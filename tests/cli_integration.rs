//! End-to-end tests for the git-ff and git-recent binaries.

use std::path::Path;
use std::process::Command as StdCommand;

use assert_cmd::Command;
use predicates::prelude::*;
use tempfile::TempDir;

struct TestRepo {
    dir: TempDir,
    home: TempDir,
}

impl TestRepo {
    /// `main` (active) and `feature` at the initial commit, `next` one commit
    /// ahead, `topic` diverged from the initial commit.
    fn new() -> Self {
        let dir = TempDir::new().expect("failed to create temp dir");
        let home = TempDir::new().expect("failed to create temp home");
        let repo = Self { dir, home };

        repo.git(&["init", "-q", "-b", "main"]);
        repo.git(&["config", "user.email", "test@example.com"]);
        repo.git(&["config", "user.name", "Test User"]);
        repo.git(&["config", "commit.gpgsign", "false"]);

        repo.commit_at("README.md", "# Test Repo\n", "Initial commit", "2024-01-01T10:00:00Z");
        repo.git(&["branch", "feature"]);
        repo.git(&["checkout", "-q", "-b", "topic"]);
        repo.commit_at("b.txt", "topic\n", "topic work", "2024-01-02T10:00:00Z");
        repo.git(&["checkout", "-q", "-b", "next", "main"]);
        repo.commit_at("a.txt", "next\n", "add a", "2024-01-03T10:00:00Z");
        repo.git(&["checkout", "-q", "main"]);

        repo
    }

    fn path(&self) -> &Path {
        self.dir.path()
    }

    fn git(&self, args: &[&str]) -> String {
        let output = StdCommand::new("git")
            .args(args)
            .current_dir(self.path())
            .output()
            .expect("git command failed");
        assert!(
            output.status.success(),
            "git {:?} failed: {}",
            args,
            String::from_utf8_lossy(&output.stderr)
        );
        String::from_utf8(output.stdout).unwrap().trim().to_string()
    }

    fn commit_at(&self, path: &str, content: &str, message: &str, date: &str) {
        std::fs::write(self.path().join(path), content).unwrap();
        self.git(&["add", path]);
        let output = StdCommand::new("git")
            .args(["commit", "-q", "-m", message])
            .env("GIT_AUTHOR_DATE", date)
            .env("GIT_COMMITTER_DATE", date)
            .current_dir(self.path())
            .output()
            .expect("git commit failed");
        assert!(output.status.success());
    }

    fn rev(&self, rev: &str) -> String {
        self.git(&["rev-parse", rev])
    }

    /// A binary invocation isolated from the user's configuration.
    fn cmd(&self, bin: &str) -> Command {
        let mut cmd = Command::cargo_bin(bin).unwrap();
        cmd.current_dir(self.path())
            .env_remove("GIT_FF_CONFIG")
            .env("HOME", self.home.path())
            .env("XDG_CONFIG_HOME", self.home.path().join(".config"));
        cmd
    }

    fn ff(&self) -> Command {
        self.cmd("git-ff")
    }
}

fn ff_outside_repo() -> (TempDir, Command) {
    let dir = TempDir::new().unwrap();
    let mut cmd = Command::cargo_bin("git-ff").unwrap();
    cmd.current_dir(dir.path()).env_remove("GIT_FF_CONFIG");
    (dir, cmd)
}

mod usage {
    use super::*;

    #[test]
    fn help_exits_zero() {
        let (_dir, mut cmd) = ff_outside_repo();
        cmd.arg("--help")
            .assert()
            .success()
            .stdout(predicate::str::contains("--list"));
    }

    #[test]
    fn missing_target() {
        let (_dir, mut cmd) = ff_outside_repo();
        cmd.assert()
            .code(1)
            .stderr(predicate::str::contains("need a fast-forward target"));
    }

    #[test]
    fn filter_without_list_fails_before_opening_repo() {
        // Not a repository: the flag error must win over the open error
        let (_dir, mut cmd) = ff_outside_repo();
        cmd.args(["--only", "main"])
            .assert()
            .code(1)
            .stderr(predicate::str::contains("--only and --not require --list"))
            .stderr(predicate::str::contains("repository").not());
    }

    #[test]
    fn all_with_branches() {
        let (_dir, mut cmd) = ff_outside_repo();
        cmd.args(["--all", "feature", "main"])
            .assert()
            .code(1)
            .stderr(predicate::str::contains("--all cannot be combined with explicit branches"));
    }

    #[test]
    fn all_with_list() {
        let (_dir, mut cmd) = ff_outside_repo();
        cmd.args(["--all", "--list", "main"])
            .assert()
            .code(1)
            .stderr(predicate::str::contains("--all cannot be combined with --list"));
    }

    #[test]
    fn unknown_flag_exits_one() {
        let (_dir, mut cmd) = ff_outside_repo();
        cmd.args(["--bogus", "main"]).assert().code(1);
    }

    #[test]
    fn not_a_repository() {
        let (_dir, mut cmd) = ff_outside_repo();
        cmd.arg("main")
            .assert()
            .code(1)
            .stderr(predicate::str::contains("Failed to open repository"));
    }
}

mod list {
    use super::*;

    #[test]
    fn shows_every_local_branch() {
        let repo = TestRepo::new();
        repo.ff()
            .args(["--list", "next"])
            .assert()
            .success()
            .stdout(
                "  feature  fast-forward to next\n\
                 * main     fast-forward to next\n  \
                 next     already on next\n  \
                 topic    non-fast-forward to next\n",
            );
    }

    #[test]
    fn only_prints_names() {
        let repo = TestRepo::new();
        repo.ff()
            .args(["-l", "-o", "next"])
            .assert()
            .success()
            .stdout("feature\nmain\nnext\n");
    }

    #[test]
    fn not_prints_names() {
        let repo = TestRepo::new();
        repo.ff()
            .args(["-l", "-n", "next"])
            .assert()
            .success()
            .stdout("topic\n");
    }

    #[test]
    fn named_branches_and_remotes() {
        let repo = TestRepo::new();
        let next = repo.rev("next");
        repo.git(&["update-ref", "refs/remotes/origin/next", &next]);

        repo.ff()
            .args(["-l", "-r", "topic", "origin/next", "next"])
            .assert()
            .success()
            .stdout(
                "  topic        non-fast-forward to next\n  \
                 origin/next  already on next\n",
            );
    }

    #[test]
    fn does_not_change_anything() {
        let repo = TestRepo::new();
        let before = repo.rev("feature");
        repo.ff().args(["--list", "next"]).assert().success();
        assert_eq!(repo.rev("feature"), before);
    }
}

mod apply {
    use super::*;

    #[test]
    fn fast_forwards_named_branch() {
        let repo = TestRepo::new();
        let old = repo.rev("feature");
        let new = repo.rev("next");

        repo.ff()
            .args(["feature", "next"])
            .assert()
            .success()
            .stdout(format!(
                "fast-forwarded feature to next ({}..{})\n",
                &old[..7],
                &new[..7]
            ));
        assert_eq!(repo.rev("feature"), new);
    }

    #[test]
    fn current_branch_by_default() {
        let repo = TestRepo::new();
        repo.ff()
            .arg("next")
            .assert()
            .success()
            .stdout(predicate::str::starts_with("fast-forwarded main to next"));
        assert_eq!(repo.rev("main"), repo.rev("next"));
        assert!(repo.path().join("a.txt").exists());
    }

    #[test]
    fn reports_skipped_branches_and_succeeds() {
        let repo = TestRepo::new();
        repo.ff()
            .args(["topic", "next", "ghost", "next"])
            .assert()
            .success()
            .stdout("branch next already on next\n")
            .stderr(predicate::str::contains("not possible to fast-forward topic"))
            .stderr(predicate::str::contains("warning: no such branch: ghost"));
    }

    #[test]
    fn checkout_conflict_is_reported() {
        let repo = TestRepo::new();
        std::fs::write(repo.path().join("a.txt"), "untracked in the way\n").unwrap();
        let main = repo.rev("main");

        repo.ff()
            .arg("next")
            .assert()
            .success()
            .stderr(predicate::str::contains(
                "cannot fast-forward main, checkout conflict",
            ))
            .stderr(predicate::str::contains("  a.txt"));
        assert_eq!(repo.rev("main"), main);
    }

    #[test]
    fn quiet_prints_nothing() {
        let repo = TestRepo::new();
        repo.ff()
            .args(["-q", "--all", "next"])
            .assert()
            .success()
            .stdout("")
            .stderr("");
        assert_eq!(repo.rev("feature"), repo.rev("next"));
    }

    #[test]
    fn unresolved_target() {
        let repo = TestRepo::new();
        repo.ff()
            .arg("nowhere")
            .assert()
            .code(1)
            .stderr(predicate::str::contains("error: can't resolve 'nowhere'"));
    }

    #[test]
    fn debug_reports_resolution() {
        let repo = TestRepo::new();
        repo.ff()
            .args(["--debug", "--list", "next"])
            .assert()
            .success()
            .stderr(predicate::str::contains("[debug] target 'next' resolved via local branch next"));
    }
}

mod config {
    use super::*;

    fn write_repo_config(repo: &TestRepo, contents: &str) {
        let dir = repo.path().join(".git/git-ff");
        std::fs::create_dir_all(&dir).unwrap();
        std::fs::write(dir.join("config.toml"), contents).unwrap();
    }

    #[test]
    fn abbrev_from_repo_config() {
        let repo = TestRepo::new();
        write_repo_config(&repo, "abbrev = 12\n");
        let old = repo.rev("feature");
        let new = repo.rev("next");

        repo.ff()
            .args(["feature", "next"])
            .assert()
            .success()
            .stdout(format!(
                "fast-forwarded feature to next ({}..{})\n",
                &old[..12],
                &new[..12]
            ));
    }

    #[test]
    fn global_config_from_env() {
        let repo = TestRepo::new();
        let path = repo.home.path().join("custom.toml");
        std::fs::write(&path, "abbrev = 9\n").unwrap();
        let new = repo.rev("next");

        repo.ff()
            .env("GIT_FF_CONFIG", &path)
            .args(["feature", "next"])
            .assert()
            .success()
            .stdout(predicate::str::contains(format!("..{})", &new[..9])));
    }

    #[test]
    fn invalid_config_is_fatal() {
        let repo = TestRepo::new();
        write_repo_config(&repo, "abbrev = 2\n");
        let before = repo.rev("feature");

        repo.ff()
            .args(["feature", "next"])
            .assert()
            .code(1)
            .stderr(predicate::str::contains("Failed to load configuration"));
        assert_eq!(repo.rev("feature"), before);
    }
}

mod recent {
    use super::*;

    #[test]
    fn newest_first() {
        let repo = TestRepo::new();
        let output = repo.cmd("git-recent").assert().success().get_output().stdout.clone();
        let stdout = String::from_utf8(output).unwrap();
        let names: Vec<&str> = stdout
            .lines()
            .map(|l| l[2..].split_whitespace().next().unwrap())
            .collect();

        // next (Jan 3), topic (Jan 2), then feature and main tie on Jan 1
        assert_eq!(names, ["next", "topic", "feature", "main"]);
        assert!(stdout.lines().any(|l| l.starts_with("* main")));
    }

    #[test]
    fn remote_filter() {
        let repo = TestRepo::new();
        let next = repo.rev("next");
        repo.git(&["update-ref", "refs/remotes/origin/next", &next]);
        repo.git(&["update-ref", "refs/remotes/upstream/main", "main"]);

        repo.cmd("git-recent")
            .args(["-r", "origin"])
            .assert()
            .success()
            .stdout(predicate::str::starts_with("  origin/next  ("))
            .stdout(predicate::str::contains("upstream").not());
    }

    #[test]
    fn all_conflicts_with_remote() {
        let repo = TestRepo::new();
        repo.cmd("git-recent")
            .args(["--all", "--remote", "origin"])
            .assert()
            .code(1);
    }
}
//! git-ff - Fast-forward branches to a target commit
//!
//! `git-ff` moves one or more branches forward to a target commit, but only
//! when the move is a pure fast-forward: no commit reachable from the old tip
//! is ever discarded. When the branch being moved is the active branch, the
//! working tree is checked out to the target first, and the ref only moves if
//! that checkout succeeds without conflicts.
//!
//! # Architecture
//!
//! - [`cli`] - Command-line interface layer (parses args, delegates to engine)
//! - [`engine`] - Target resolution, branch selection, classification, update
//! - [`core`] - Domain types and configuration
//! - [`git`] - Single interface for all Git operations
//! - [`ui`] - Output formatting, reports and checkout progress
//!
//! # Correctness Invariants
//!
//! 1. A branch tip only ever moves to a descendant of (or equal to) its old tip
//! 2. The active branch's ref and working tree move together or not at all
//! 3. Every ref update is conditioned on the previously observed tip

pub mod cli;
pub mod core;
pub mod engine;
pub mod git;
pub mod ui;
//! recent command - List branches by last commit time

use super::{verbosity, working_dir};
use crate::engine::{self, Context, RecentFilter};
use crate::git::Git;
use crate::ui::output;
use crate::ui::report;
use anyhow::{Context as _, Result};

/// Print branches newest first, with the time of their tip commit.
pub fn recent(ctx: &Context, filter: &RecentFilter) -> Result<()> {
    let verbosity = verbosity(ctx);
    let cwd = working_dir(ctx)?;
    let git = Git::open(&cwd).context("Failed to open repository")?;

    output::debug(format!("listing {:?} branches", filter), verbosity);
    let branches = engine::recent_branches(&git, filter).context("Failed to read branches")?;

    for line in report::recent_rows(&branches) {
        output::print(line, verbosity);
    }

    Ok(())
}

Work to be completed: When you repeat the lines, start with the first line of the material and end with the line that contains "at the initial", keeping both and reproducing each exactly, with nothing added.

Exercise answer:
filename tests/cli_integration.rs
//! End-to-end tests for the git-ff and git-recent binaries.

use std::path::Path;
use std::process::Command as StdCommand;

use assert_cmd::Command;
use predicates::prelude::*;
use tempfile::TempDir;

struct TestRepo {
    dir: TempDir,
    home: TempDir,
}

impl TestRepo {
    /// `main` (active) and `feature` at the initial commit, `next` one commit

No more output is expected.